La lucha de Onías es por la salud de su familia, por amor a la tierra, por amor al prójimo, porque le consta que se puede hacer dinero sin envenenar a nadie, porque sabe que su abuelo tenía razón.
Onías es un testarudo. Un irreductible.
Apago la grabadora y, como si fuese algo casual, me comenta:
— Mi hijo y yo estuvimos hace dos años en Nepal…
Lo dice mientras señala al muchacho de unos 15 años que nos acompañó mientras caminábamos el sembradío y sabe el golpe de efecto que ha tenido su comentario. Sabe que me lo ha dicho ya con la grabadora apagada y eso lo divierte. Mis ojos abiertos con asombro a más no poder deben delatarme. Me cuenta que el escalador Marcus Tobía tiene una fundación llamada Niños en la Cumbre que ha llevado niños de Venezuela al Tibet y traído niños de allá a Venezuela. Me cuenta cómo una vez, caminando por estas montañas, lo conoció y así comenzó una cadena de eventos que lo llevaron a Nepal.
— ¡¿Tienes fotos?!
Mi pregunta, honestamente, ya no forma parte de la entrevista. Siempre he soñado con conocer Nepal y Tíbet y saber que estoy al lado de alguien que ya caminó esas montañas me saca de mi rol.
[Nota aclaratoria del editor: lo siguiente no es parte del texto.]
//! The batch flush: one measurement and playback pass over every node that
//! asked to flip since the last flush.
//!
//! Order of work, all synchronous:
//!
//! 1. collect pending nodes (parents first) and fix their phase
//! 2. finish any animation still running on them
//! 3. write start styles (enter/update) and pin exiting clones in place
//! 4. measure every node
//! 5. restore start styles, measure entering nodes again
//! 6. compute transforms and keyframes
//! 7. drop exiting nodes from the id map
//! 8. play

use std::collections::{HashMap, HashSet};

use tracing::{debug, trace};

use crate::animation::{Completion, FlipAnimation, LiveTransform, PlayState};
use crate::config::{self, AnimationConfig, Axes, Phase};
use crate::engine::FlipEngine;
use crate::events::FlipEvent;
use crate::geometry::Rect;
use crate::host::{Host, Keyframes};
use crate::node::NodeKey;
use crate::transform::FlipTransform;
use crate::utils::get_or_insert_with;

/// One node's part in a flush, resolved before anything is written.
#[derive(Debug)]
struct BatchEntry {
    key: NodeKey,
    phase: Phase,
    config: AnimationConfig,
    position: Axes,
    scale: Axes,
    playback_rate: f64,
}

/// Inline style text saved before start styles were written.
struct SavedStyle<E> {
    key: NodeKey,
    element: E,
    style_text: String,
}

fn px(value: f64) -> String {
    format!("{value}px")
}

impl<H: Host> FlipEngine<H> {
    /// Run the scheduled flush, if any. Call at the end of every synchronous
    /// turn in which the engine was used.
    pub fn run_microtasks(&mut self) {
        if !self.flush_scheduled {
            return;
        }
        self.flush_scheduled = false;
        self.flush();
    }

    fn flush(&mut self) {
        let batch = self.collect_batch();
        self.stats.flushes += 1;
        if batch.is_empty() {
            trace!("flip flush with nothing pending");
            return;
        }

        let count = |phase: Phase| batch.iter().filter(|entry| entry.phase == phase).count();
        debug!(
            nodes = batch.len(),
            entering = count(Phase::Enter),
            exiting = count(Phase::Exit),
            "flushing flip batch"
        );

        for entry in &batch {
            if let Some(node) = self.registry.get_mut(entry.key) {
                node.flip_pending = false;
            }
            self.finish_animation(entry.key, true);
        }

        let saved = self.apply_start_styles(&batch);
        self.pin_exiting(&batch);

        for entry in &batch {
            self.measure(entry);
        }

        self.restore_start_styles(&batch, saved);

        let prepared: Vec<NodeKey> = batch
            .iter()
            .filter(|entry| self.prepare_animation(entry))
            .map(|entry| entry.key)
            .collect();

        for entry in batch.iter().filter(|entry| entry.phase == Phase::Exit) {
            self.registry.deregister(entry.key);
            if !prepared.contains(&entry.key) {
                self.discard_exiting(entry.key);
            }
        }

        for &key in &prepared {
            self.play(key);
        }
        debug!(animations = prepared.len(), "flip batch flushed");
    }

    /// Pending nodes, parents before children, with their configuration
    /// resolved for the phase their state implies right now.
    fn collect_batch(&self) -> Vec<BatchEntry> {
        let mut keys = self.registry.pending();
        keys.sort_by_key(|&key| (self.registry.depth(key), key));

        keys.into_iter()
            .filter_map(|key| {
                let node = self.registry.get(key)?;
                let phase = node.state().phase();
                let scope = self.scope_for(node.config());
                let (position, scale) = config::resolve_axes(node.config(), scope);
                Some(BatchEntry {
                    key,
                    phase,
                    config: config::resolve(phase, node.config(), scope, &self.defaults),
                    position,
                    scale,
                    playback_rate: config::resolve_playback_rate(
                        node.config(),
                        scope,
                        &self.defaults,
                    ),
                })
            })
            .collect()
    }

    /// Write explicit start values for entering and updating nodes.
    fn apply_start_styles(&mut self, batch: &[BatchEntry]) -> Vec<SavedStyle<H::Element>> {
        let mut saved = Vec::new();
        for entry in batch.iter().filter(|entry| entry.phase != Phase::Exit) {
            let mut explicit = entry.config.explicit_styles().peekable();
            if explicit.peek().is_none() {
                continue;
            }
            let Some(element) = self
                .registry
                .get(entry.key)
                .and_then(|node| node.element().cloned())
            else {
                continue;
            };

            saved.push(SavedStyle {
                key: entry.key,
                style_text: self.host.style_text(&element),
                element: element.clone(),
            });
            for (property, value) in explicit {
                self.host.set_style(&element, property, value);
            }
        }
        saved
    }

    /// Re-attach each exiting clone to its container, absolutely positioned
    /// over the element's last measured rectangle.
    fn pin_exiting(&mut self, batch: &[BatchEntry]) {
        let mut container_rects: HashMap<H::Element, Rect> = HashMap::new();

        for entry in batch.iter().filter(|entry| entry.phase == Phase::Exit) {
            let Some(node) = self.registry.get(entry.key) else {
                continue;
            };
            let (Some(element), Some(last)) = (node.element().cloned(), node.current().cloned())
            else {
                debug!(node_id = node.id(), "exiting node was never measured, not pinning");
                continue;
            };
            let container = node
                .offset_parent
                .clone()
                .unwrap_or_else(|| self.host.document_root());

            let host = &self.host;
            let origin = get_or_insert_with(&mut container_rects, container.clone(), || {
                host.bounding_rect(&container).unwrap_or_default()
            })
            .origin();

            let rect = last.rect;
            for (property, value) in &last.styles {
                self.host.set_style(&element, property, value);
            }
            let pinned = [
                ("position", "absolute".to_string()),
                ("top", px(rect.y - origin.y)),
                ("left", px(rect.x - origin.x)),
                ("width", px(rect.width)),
                ("height", px(rect.height)),
                ("margin", "0".to_string()),
                ("box-sizing", "border-box".to_string()),
            ];
            for (property, value) in &pinned {
                self.host.set_style(&element, property, value);
            }
            for (property, value) in entry.config.explicit_styles() {
                self.host.set_style(&element, property, value);
            }
            self.host.append_child(&container, &element);
        }
    }

    fn measure(&mut self, entry: &BatchEntry) {
        match self.capture(entry.key, entry.config.style_properties()) {
            Some(snapshot) => {
                if let Some(node) = self.registry.get_mut(entry.key) {
                    node.push_snapshot(snapshot);
                }
            }
            None => trace!(key = ?entry.key, "no geometry to measure"),
        }
    }

    /// Put back the original inline styles. Entering nodes are measured
    /// again for their real destination; updating nodes get their current
    /// snapshot replaced and keep the explicit values as the starting point.
    fn restore_start_styles(&mut self, batch: &[BatchEntry], saved: Vec<SavedStyle<H::Element>>) {
        let mut restored = HashSet::new();
        for SavedStyle {
            key,
            element,
            style_text,
        } in saved
        {
            self.host.set_style_text(&element, &style_text);
            restored.insert(key);
        }

        for entry in batch {
            match entry.phase {
                Phase::Enter => self.measure(entry),
                Phase::Update if restored.contains(&entry.key) => {
                    let Some(snapshot) = self.capture(entry.key, entry.config.style_properties())
                    else {
                        continue;
                    };
                    let Some(node) = self.registry.get_mut(entry.key) else {
                        continue;
                    };
                    node.current = Some(snapshot);
                    if let Some(previous) = node.previous.as_mut() {
                        for (property, value) in entry.config.explicit_styles() {
                            previous.styles.insert(property.to_string(), value.to_string());
                        }
                    }
                }
                _ => {}
            }
        }
    }

    /// Build the node's animation from its two latest snapshots. Returns
    /// false (and leaves the node alone) when either is missing.
    fn prepare_animation(&mut self, entry: &BatchEntry) -> bool {
        let id = self.allocate_animation_id();
        let Some(node) = self.registry.get(entry.key) else {
            return false;
        };
        let (Some(element), Some(previous), Some(current)) =
            (node.element().cloned(), node.previous(), node.current())
        else {
            debug!(
                node_id = node.id(),
                phase = %entry.phase,
                "missing snapshot, no animation this round"
            );
            return false;
        };

        let (from, relative) =
            FlipTransform::between(previous, current, entry.position, entry.scale);
        let keyframes = Keyframes::between(
            &previous.styles,
            &current.styles,
            entry.config.style_properties(),
        );
        let offset_from_parent = node
            .parent()
            .and_then(|parent| self.registry.get(parent))
            .and_then(|parent| parent.current())
            .map(|parent| parent.rect.origin() - current.rect.origin());

        let animation = FlipAnimation {
            id,
            phase: entry.phase,
            element,
            from,
            relative,
            keyframes,
            config: entry.config.clone(),
            playback_rate: entry.playback_rate,
            parent: node.parent(),
            offset_from_parent,
            live: LiveTransform::default(),
            play_state: PlayState::Idle,
            timeline: None,
            frame: None,
            completion: Completion::new(),
        };
        trace!(node_id = node.id(), ?from, relative, "prepared flip animation");

        if let Some(node) = self.registry.get_mut(entry.key) {
            node.animation = Some(animation);
        }
        true
    }

    /// An exiting node with nothing to animate goes away at once.
    fn discard_exiting(&mut self, key: NodeKey) {
        let Some(node) = self.registry.get(key) else {
            return;
        };
        let node_id = node.id().to_string();
        if let Some(element) = node.element().cloned() {
            self.host.remove(&element);
        }
        self.events.push(FlipEvent::Removed { node_id });
        self.registry.release(key);
    }
}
Su hija mayor regresa de un cuarto con una laptop. Nos ponemos a ver fotos. Deben haberlas visto cientos de veces y aun así es obvia la reverencia de toda la familia mientras las van pasando. Hablan poco. No es una de esas ocasiones en las que el anfitrión cuenta los detalles del momento en que se tomó cada foto. Apenas contestan si yo hago una pregunta.
En una foto se ve claramente a unos campesinos tibetanos con papas a un lado. Onías se detiene en la foto y nos cuenta que allá las entierran varios metros bajo la tierra helada para conservarlas.
— Papá, ¿allá también les echan veneno? —pregunta una de las hijas.
Y a mí me entran unas ganas tremendas de llorar. Son de verdad. Quiero pellizcarme para tener la certeza de que son de verdad.